//! HTTP request handlers for the hazard analysis service.
//!
//! Handlers resolve parameters, hand the analysis to the [`StoreGate`] and
//! serialize the typed result. Every failure becomes `{"error": "..."}` with
//! the status of its [`HazardError`] variant.
//!
//! [`StoreGate`]: crate::StoreGate

use std::collections::HashMap;
use std::sync::Arc;

// Aliased so utoipa's axum_extras does not infer an octet-stream request body
// (it matches the literal type name `Bytes`, which has no `ToSchema`).
use axum::body::Bytes as RawBody;
use axum::{
    extract::{Path, Query, State},
    http::StatusCode,
    response::{IntoResponse, Response},
    Json,
};
use chrono::NaiveDate;
use geojson::FeatureCollection;
use hazmap::analysis::{
    self, AccessibilityParams, AccessibilityResult, AdminUnitName, AqiVulnerabilityRequest,
    ClosestFeature, ClosestLayer, EarthquakeImpact, EarthquakeImpactRequest, EarthquakeIntensity,
    EarthquakeIntensityParams, EvacuationParams, EvacuationPlan, FlashFloodParams,
    FlashFloodWarning, FloodExposure, FloodExposureParams, InfrastructureAccessRequest,
    MorphologyParams, MorphologyResult, MultiHazardRequest, RiskProfile, RiskProfileRequest,
    RoadDisruptionParams, VulnerabilityParams, VulnerabilityProfiles, WildfireParams,
};
use hazmap::params::{parse_body, AdminUnitType};
use hazmap::{HazardError, QueryParams, SpatialStore};
use serde::Serialize;
use utoipa::ToSchema;

use crate::AppState;

/// Error response.
#[derive(Debug, Serialize, ToSchema)]
pub struct ErrorResponse {
    /// Error message.
    pub error: String,
}

/// Health check response.
#[derive(Debug, Serialize, ToSchema)]
pub struct HealthResponse {
    /// Service status.
    pub status: String,
    /// Service version.
    pub version: String,
}

/// One loaded layer.
#[derive(Debug, Serialize, ToSchema)]
pub struct LayerSummaryResponse {
    /// Layer name, as used in `/api/layers/{layer}`.
    pub name: String,
    /// Number of features loaded.
    pub feature_count: usize,
}

/// A [`HazardError`] on its way to becoming an HTTP response.
#[derive(Debug)]
pub struct ApiError(pub HazardError);

impl From<HazardError> for ApiError {
    fn from(err: HazardError) -> Self {
        ApiError(err)
    }
}

impl ApiError {
    /// Status code for the wrapped error.
    pub fn status(&self) -> StatusCode {
        match &self.0 {
            HazardError::Validation(_) => StatusCode::BAD_REQUEST,
            HazardError::NotFound(_) => StatusCode::NOT_FOUND,
            HazardError::Upstream(_) => StatusCode::BAD_GATEWAY,
            HazardError::Geometry(_)
            | HazardError::Store(_)
            | HazardError::Io(_)
            | HazardError::InvalidLayer { .. }
            | HazardError::Projection(_) => StatusCode::INTERNAL_SERVER_ERROR,
        }
    }
}

impl IntoResponse for ApiError {
    fn into_response(self) -> Response {
        let status = self.status();
        tracing::warn!(status = status.as_u16(), error = %self.0, "Request failed");
        (
            status,
            Json(ErrorResponse {
                error: self.0.to_string(),
            }),
        )
            .into_response()
    }
}

type ApiResult<T> = Result<Json<T>, ApiError>;

/// Run an analysis through the store gate.
async fn run<T, F>(state: &AppState, work: F) -> Result<T, ApiError>
where
    F: FnOnce(&SpatialStore) -> hazmap::Result<T> + Send + 'static,
    T: Send + 'static,
{
    Ok(state.gate.run(state.store.clone(), work).await?)
}

fn today() -> NaiveDate {
    chrono::Local::now().date_naive()
}

/// Health check endpoint.
///
/// Returns service status and version.
#[utoipa::path(
    get,
    path = "/health",
    tag = "system",
    responses((status = 200, description = "Service is healthy", body = HealthResponse))
)]
pub async fn health_check() -> Json<HealthResponse> {
    Json(HealthResponse {
        status: "healthy".to_string(),
        version: env!("CARGO_PKG_VERSION").to_string(),
    })
}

◆ TASK
Only lines with the word "async" should be collected from the material.

◆ ANSWER SECTION
async fn run<T, F>(state: &AppState, work: F) -> Result<T, ApiError>
pub async fn health_check() -> Json<HealthResponse> {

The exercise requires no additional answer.